De docent hoort de wereld te presenteren zoals ze is. Maar dat is maar een deel van het verhaal. Ten eerste is de oude wereld innig verweven met actuele discussies en vol van dynamiek die een glimp van de toekomst laat zien. Ten tweede is onderwijs ook de studenten uitdagen telkens iets nieuws toe te voegen aan wat er al is. Op de ondergrond van bestaande kennis is het goed de dynamiek op te zoeken. Bijvoorbeeld door te laten ervaren dat er ‘zekerheden’ zijn, maar ook aannames en veronderstellingen die vloeibaar worden en beter kunnen. We geven studenten onderzoeksvaardigheden mee waarmee ze zekerheden en aannames kritisch tegen het licht kunnen houden en van elkaar kunnen onderscheiden. We zoeken de nieuwe bedrijvigheid op, de nieuwe maatschappelijke trends, het nieuwe verhaal.
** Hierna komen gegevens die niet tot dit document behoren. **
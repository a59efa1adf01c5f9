//! Internal tableau symbols.
//!
//! A [`Symbol`] is never exposed to callers; it tags the slack, error, dummy
//! and external variables that make up the simplex tableau. Ordering by id
//! gives the deterministic iteration order the pivoting rules depend on.

use std::fmt;

#[derive(Debug, Clone, Copy, PartialEq, Eq, Hash)]
pub(crate) enum SymbolKind {
    Invalid,
    External,
    Slack,
    Error,
    Dummy,
}

#[derive(Debug, Clone, Copy, PartialEq, Eq, Hash)]
pub(crate) struct Symbol {
    id: i64,
    kind: SymbolKind,
}

impl Symbol {
    /// Sentinel meaning "no symbol". Always sorts before every real symbol.
    pub(crate) const INVALID: Symbol = Symbol { id: -1, kind: SymbolKind::Invalid };

    pub(crate) fn new(id: i64, kind: SymbolKind) -> Self {
        Self { id, kind }
    }

    pub(crate) fn id(self) -> i64 {
        self.id
    }

    pub(crate) fn is_external(self) -> bool {
        matches!(self.kind, SymbolKind::External)
    }

    pub(crate) fn is_slack(self) -> bool {
        matches!(self.kind, SymbolKind::Slack)
    }

    pub(crate) fn is_error(self) -> bool {
        matches!(self.kind, SymbolKind::Error)
    }

    pub(crate) fn is_dummy(self) -> bool {
        matches!(self.kind, SymbolKind::Dummy)
    }

    /// Slack and error symbols are free to become basic during pivoting;
    /// dummies and externals are not picked as pivot candidates this way.
    pub(crate) fn is_pivotable(self) -> bool {
        self.is_slack() || self.is_error()
    }
}

impl PartialOrd for Symbol {
    fn partial_cmp(&self, other: &Self) -> Option<std::cmp::Ordering> {
        Some(self.cmp(other))
    }
}

impl Ord for Symbol {
    fn cmp(&self, other: &Self) -> std::cmp::Ordering {
        self.id.cmp(&other.id)
    }
}

impl fmt::Display for Symbol {
    fn fmt(&self, f: &mut fmt::Formatter<'_>) -> fmt::Result {
        write!(f, "{:?}#{}", self.kind, self.id)
    }
}

#[cfg(test)]
mod tests {
    use super::*;

    #[test]
    fn invalid_sorts_first() {
        let s = Symbol::new(0, SymbolKind::External);
        assert!(Symbol::INVALID < s);
    }

    #[test]
    fn pivotable_kinds() {
        assert!(Symbol::new(0, SymbolKind::Slack).is_pivotable());
        assert!(Symbol::new(0, SymbolKind::Error).is_pivotable());
        assert!(!Symbol::new(0, SymbolKind::Dummy).is_pivotable());
        assert!(!Symbol::new(0, SymbolKind::External).is_pivotable());
    }
}
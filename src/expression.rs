//! Linear expressions over [`Variable`]s: a constant plus a bag of weighted terms.

use std::fmt;
use std::ops::{Add, Div, Mul, Neg, Sub};

use indexmap::IndexMap;

use crate::variable::Variable;
use crate::EPSILON;

/// `constant + Σ(coefficient * variable)`. Immutable from the outside:
/// every arithmetic operator returns a fresh `Expression`.
///
/// Terms are kept in an `IndexMap` rather than a `BTreeMap`: unlike tableau
/// rows, nothing about constraint semantics depends on scan order here, and
/// `IndexMap`'s equality (used by property tests asserting that summation is
/// commutative/associative) already compares contents regardless of
/// insertion order.
#[derive(Debug, Clone, Default, PartialEq)]
pub struct Expression {
    constant: f64,
    terms: IndexMap<Variable, f64>,
}

impl Expression {
    pub fn from_constant(constant: f64) -> Self {
        Self { constant, terms: IndexMap::new() }
    }

    pub fn from_variable(variable: Variable) -> Self {
        let mut terms = IndexMap::new();
        terms.insert(variable, 1.0);
        Self { constant: 0.0, terms }
    }

    pub fn constant(&self) -> f64 {
        self.constant
    }

    pub fn terms(&self) -> impl Iterator<Item = (&Variable, &f64)> {
        self.terms.iter()
    }

    /// True if every term's coefficient is within epsilon of zero, i.e. the
    /// expression reduces to its constant.
    pub fn is_constant(&self) -> bool {
        self.terms.values().all(|c| c.abs() < EPSILON)
    }

    /// Evaluates the expression against the variables' current values.
    pub fn value(&self) -> f64 {
        self.constant + self.terms.iter().map(|(v, c)| v.value() * c).sum::<f64>()
    }

    fn add_term(&mut self, variable: Variable, coefficient: f64) {
        *self.terms.entry(variable).or_insert(0.0) += coefficient;
    }

    fn merged(mut self, other: &Expression, multiplier: f64) -> Self {
        self.constant += other.constant * multiplier;
        for (variable, coefficient) in other.terms.iter() {
            self.add_term(variable.clone(), coefficient * multiplier);
        }
        self
    }
}

/// Accepts the mix of scalar, variable and expression operands that the
/// constraint/expression builders take, standing in for the dynamically
/// typed variadic constructor of the original algorithm: Rust's type system
/// enforces the "right shape" at compile time, so there is no runtime
/// malformed-input case to reject here (see `SolverError::MalformedExpression`
/// for where that error lives for callers building their own dynamic layer
/// on top of this crate).
pub trait IntoExpression {
    fn into_expression(self) -> Expression;
}

impl IntoExpression for Expression {
    fn into_expression(self) -> Expression {
        self
    }
}

impl IntoExpression for &Expression {
    fn into_expression(self) -> Expression {
        self.clone()
    }
}

impl IntoExpression for Variable {
    fn into_expression(self) -> Expression {
        Expression::from_variable(self)
    }
}

impl IntoExpression for &Variable {
    fn into_expression(self) -> Expression {
        Expression::from_variable(self.clone())
    }
}

impl IntoExpression for f64 {
    fn into_expression(self) -> Expression {
        Expression::from_constant(self)
    }
}

impl From<f64> for Expression {
    fn from(value: f64) -> Self {
        Expression::from_constant(value)
    }
}

impl From<Variable> for Expression {
    fn from(value: Variable) -> Self {
        Expression::from_variable(value)
    }
}

impl fmt::Display for Expression {
    fn fmt(&self, f: &mut fmt::Formatter<'_>) -> fmt::Result {
        let mut wrote_any = false;
        for (variable, coefficient) in self.terms.iter() {
            if coefficient.abs() < EPSILON {
                continue;
            }
            if wrote_any {
                write!(f, " + ")?;
            }
            write!(f, "{coefficient}*{variable}")?;
            wrote_any = true;
        }
        if !wrote_any || self.constant.abs() >= EPSILON {
            if wrote_any {
                write!(f, " + ")?;
            }
            write!(f, "{}", self.constant)?;
        }
        Ok(())
    }
}

impl Add<f64> for Expression {
    type Output = Expression;
    fn add(mut self, rhs: f64) -> Expression {
        self.constant += rhs;
        self
    }
}

impl Add<Variable> for Expression {
    type Output = Expression;
    fn add(self, rhs: Variable) -> Expression {
        self.merged(&Expression::from_variable(rhs), 1.0)
    }
}

impl Add<Expression> for Expression {
    type Output = Expression;
    fn add(self, rhs: Expression) -> Expression {
        self.merged(&rhs, 1.0)
    }
}

impl Add<&Expression> for Expression {
    type Output = Expression;
    fn add(self, rhs: &Expression) -> Expression {
        self.merged(rhs, 1.0)
    }
}

impl Sub<f64> for Expression {
    type Output = Expression;
    fn sub(mut self, rhs: f64) -> Expression {
        self.constant -= rhs;
        self
    }
}

impl Sub<Variable> for Expression {
    type Output = Expression;
    fn sub(self, rhs: Variable) -> Expression {
        self.merged(&Expression::from_variable(rhs), -1.0)
    }
}

impl Sub<Expression> for Expression {
    type Output = Expression;
    fn sub(self, rhs: Expression) -> Expression {
        self.merged(&rhs, -1.0)
    }
}

impl Sub<&Expression> for Expression {
    type Output = Expression;
    fn sub(self, rhs: &Expression) -> Expression {
        self.merged(rhs, -1.0)
    }
}

impl Mul<f64> for Expression {
    type Output = Expression;
    fn mul(mut self, rhs: f64) -> Expression {
        self.constant *= rhs;
        for c in self.terms.values_mut() {
            *c *= rhs;
        }
        self
    }
}

impl Mul<Expression> for f64 {
    type Output = Expression;
    fn mul(self, rhs: Expression) -> Expression {
        rhs * self
    }
}

impl Div<f64> for Expression {
    type Output = Expression;
    fn div(self, rhs: f64) -> Expression {
        self * (1.0 / rhs)
    }
}

impl Neg for Expression {
    type Output = Expression;
    fn neg(self) -> Expression {
        self * -1.0
    }
}

impl Add<f64> for Variable {
    type Output = Expression;
    fn add(self, rhs: f64) -> Expression {
        Expression::from_variable(self) + rhs
    }
}

impl Add<Variable> for Variable {
    type Output = Expression;
    fn add(self, rhs: Variable) -> Expression {
        Expression::from_variable(self) + rhs
    }
}

impl Add<Expression> for Variable {
    type Output = Expression;
    fn add(self, rhs: Expression) -> Expression {
        rhs + self
    }
}

impl Sub<f64> for Variable {
    type Output = Expression;
    fn sub(self, rhs: f64) -> Expression {
        Expression::from_variable(self) - rhs
    }
}

impl Sub<Variable> for Variable {
    type Output = Expression;
    fn sub(self, rhs: Variable) -> Expression {
        Expression::from_variable(self) - rhs
    }
}

impl Sub<Expression> for Variable {
    type Output = Expression;
    fn sub(self, rhs: Expression) -> Expression {
        Expression::from_variable(self) - rhs
    }
}

impl Mul<f64> for Variable {
    type Output = Expression;
    fn mul(self, rhs: f64) -> Expression {
        Expression::from_variable(self) * rhs
    }
}

impl Mul<Variable> for f64 {
    type Output = Expression;
    fn mul(self, rhs: Variable) -> Expression {
        Expression::from_variable(rhs) * self
    }
}

impl Div<f64> for Variable {
    type Output = Expression;
    fn div(self, rhs: f64) -> Expression {
        Expression::from_variable(self) / rhs
    }
}

impl Neg for Variable {
    type Output = Expression;
    fn neg(self) -> Expression {
        -Expression::from_variable(self)
    }
}

impl Add<Expression> for f64 {
    type Output = Expression;
    fn add(self, rhs: Expression) -> Expression {
        rhs + self
    }
}

impl Add<Variable> for f64 {
    type Output = Expression;
    fn add(self, rhs: Variable) -> Expression {
        Expression::from_variable(rhs) + self
    }
}

impl Sub<Expression> for f64 {
    type Output = Expression;
    fn sub(self, rhs: Expression) -> Expression {
        Expression::from_constant(self) - rhs
    }
}

impl Sub<Variable> for f64 {
    type Output = Expression;
    fn sub(self, rhs: Variable) -> Expression {
        Expression::from_constant(self) - rhs
    }
}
We wakkeren de nieuwsgierigheid aan en plaatsen studenten in een andere pedagogische context, door hen naar het buitenland ‘te sturen’, uit te nodigen deel te nemen aan een game-competitie, de stage eens een keer te lopen in die moeilijke buurt, et cetera. Jonge mensen zullen hier zelfvertrouwen, zekerheid en zelfbewustzijn aan ontlenen. Niet schrikken van de complexiteit van de toekomst als we hen ook daar iets van laten zien. Met het referentiekader, de kritische blik en het verwonderde enthousiasme dat nodig is om die dynamiek te doorgronden. Verleden – heden – toekomst: zij horen bij elkaar.
We hebben in 2016 weer een stap gezet in onze ambities. Onze accrediteringen zijn voldoende tot goed, werkgevers zien onze studenten graag komen, voor de vierde keer op rij tonen studenten zich meer tevreden, is de medewerkerstevredenheid gestegen en – last but not least - we beginnen greep te krijgen op het weerbarstige vraagstuk van studiesucces.
Veel respect en dank voor al die collega’s - de docent en stafmedewerker, lector en huismeester, leidinggevende en schoonmaker - die dit in 2016 voor elkaar hebben gekregen.”